→ Problem description:
Your answer should consist of each line from the data below that contains "until".

Stored data
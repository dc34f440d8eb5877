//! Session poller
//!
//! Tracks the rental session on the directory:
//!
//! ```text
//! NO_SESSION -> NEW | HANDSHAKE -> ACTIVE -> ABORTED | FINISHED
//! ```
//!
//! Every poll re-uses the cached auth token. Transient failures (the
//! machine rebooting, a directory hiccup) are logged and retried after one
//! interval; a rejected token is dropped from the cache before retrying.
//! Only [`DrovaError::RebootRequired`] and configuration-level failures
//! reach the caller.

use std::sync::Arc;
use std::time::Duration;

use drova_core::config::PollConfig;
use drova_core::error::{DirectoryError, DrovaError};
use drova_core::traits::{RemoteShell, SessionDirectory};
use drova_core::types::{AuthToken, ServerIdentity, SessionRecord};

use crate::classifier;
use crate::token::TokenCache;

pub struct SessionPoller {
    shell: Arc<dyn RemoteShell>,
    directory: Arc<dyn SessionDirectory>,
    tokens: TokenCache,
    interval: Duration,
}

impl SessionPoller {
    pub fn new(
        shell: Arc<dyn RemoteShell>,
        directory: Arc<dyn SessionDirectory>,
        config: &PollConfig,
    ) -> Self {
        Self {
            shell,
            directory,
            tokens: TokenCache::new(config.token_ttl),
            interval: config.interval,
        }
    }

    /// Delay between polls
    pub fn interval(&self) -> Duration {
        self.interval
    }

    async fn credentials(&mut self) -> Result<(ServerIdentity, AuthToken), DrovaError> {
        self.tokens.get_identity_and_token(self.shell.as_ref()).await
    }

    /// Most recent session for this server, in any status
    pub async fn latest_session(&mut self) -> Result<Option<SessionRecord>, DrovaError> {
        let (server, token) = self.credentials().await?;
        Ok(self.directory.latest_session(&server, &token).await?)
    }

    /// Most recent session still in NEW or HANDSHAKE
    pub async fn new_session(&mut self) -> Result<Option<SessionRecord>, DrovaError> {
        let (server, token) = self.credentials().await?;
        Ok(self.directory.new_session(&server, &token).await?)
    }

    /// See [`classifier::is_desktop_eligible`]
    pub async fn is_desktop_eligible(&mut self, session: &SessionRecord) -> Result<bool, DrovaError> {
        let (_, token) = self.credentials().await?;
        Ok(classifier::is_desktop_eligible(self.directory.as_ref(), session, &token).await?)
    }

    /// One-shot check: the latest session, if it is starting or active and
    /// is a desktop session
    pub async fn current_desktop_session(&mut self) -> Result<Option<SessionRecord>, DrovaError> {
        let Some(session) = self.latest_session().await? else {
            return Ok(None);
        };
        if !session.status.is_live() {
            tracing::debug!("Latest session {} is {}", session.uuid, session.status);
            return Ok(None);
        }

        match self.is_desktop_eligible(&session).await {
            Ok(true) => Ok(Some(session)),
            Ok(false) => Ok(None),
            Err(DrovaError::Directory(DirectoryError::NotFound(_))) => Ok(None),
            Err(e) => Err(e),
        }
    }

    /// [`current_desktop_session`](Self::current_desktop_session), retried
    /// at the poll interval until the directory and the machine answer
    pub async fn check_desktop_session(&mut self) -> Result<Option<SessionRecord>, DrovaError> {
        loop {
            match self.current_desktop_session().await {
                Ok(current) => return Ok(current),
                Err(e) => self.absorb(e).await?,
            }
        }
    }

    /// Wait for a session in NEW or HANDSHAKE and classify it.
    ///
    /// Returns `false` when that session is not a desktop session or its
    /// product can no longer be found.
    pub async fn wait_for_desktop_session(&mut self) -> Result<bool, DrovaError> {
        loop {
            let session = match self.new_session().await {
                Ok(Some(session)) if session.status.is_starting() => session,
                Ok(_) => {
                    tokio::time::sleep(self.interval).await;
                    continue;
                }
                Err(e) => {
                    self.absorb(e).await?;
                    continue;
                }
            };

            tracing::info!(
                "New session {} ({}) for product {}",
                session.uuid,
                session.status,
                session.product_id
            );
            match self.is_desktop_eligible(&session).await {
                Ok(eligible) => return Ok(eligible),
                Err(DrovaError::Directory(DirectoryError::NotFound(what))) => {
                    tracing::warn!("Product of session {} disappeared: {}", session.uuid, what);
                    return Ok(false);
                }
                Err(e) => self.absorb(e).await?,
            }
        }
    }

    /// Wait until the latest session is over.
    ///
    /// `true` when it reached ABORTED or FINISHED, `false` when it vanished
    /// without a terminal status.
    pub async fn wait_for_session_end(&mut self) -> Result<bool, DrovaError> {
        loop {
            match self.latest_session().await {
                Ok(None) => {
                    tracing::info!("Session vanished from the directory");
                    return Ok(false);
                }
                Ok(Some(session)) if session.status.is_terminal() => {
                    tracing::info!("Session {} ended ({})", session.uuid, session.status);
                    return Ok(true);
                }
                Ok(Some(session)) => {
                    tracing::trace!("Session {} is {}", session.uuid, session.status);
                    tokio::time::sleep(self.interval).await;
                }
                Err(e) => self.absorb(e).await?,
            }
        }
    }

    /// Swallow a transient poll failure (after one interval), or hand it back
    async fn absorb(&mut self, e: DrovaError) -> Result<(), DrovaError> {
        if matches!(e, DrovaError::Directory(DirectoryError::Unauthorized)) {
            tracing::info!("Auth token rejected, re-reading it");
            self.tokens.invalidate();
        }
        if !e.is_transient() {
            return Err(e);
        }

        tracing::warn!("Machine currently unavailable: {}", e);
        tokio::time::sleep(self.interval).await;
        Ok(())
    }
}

→ Solution for this task:
    /// at the poll interval until the directory and the machine answer
    /// Wait until the latest session is over.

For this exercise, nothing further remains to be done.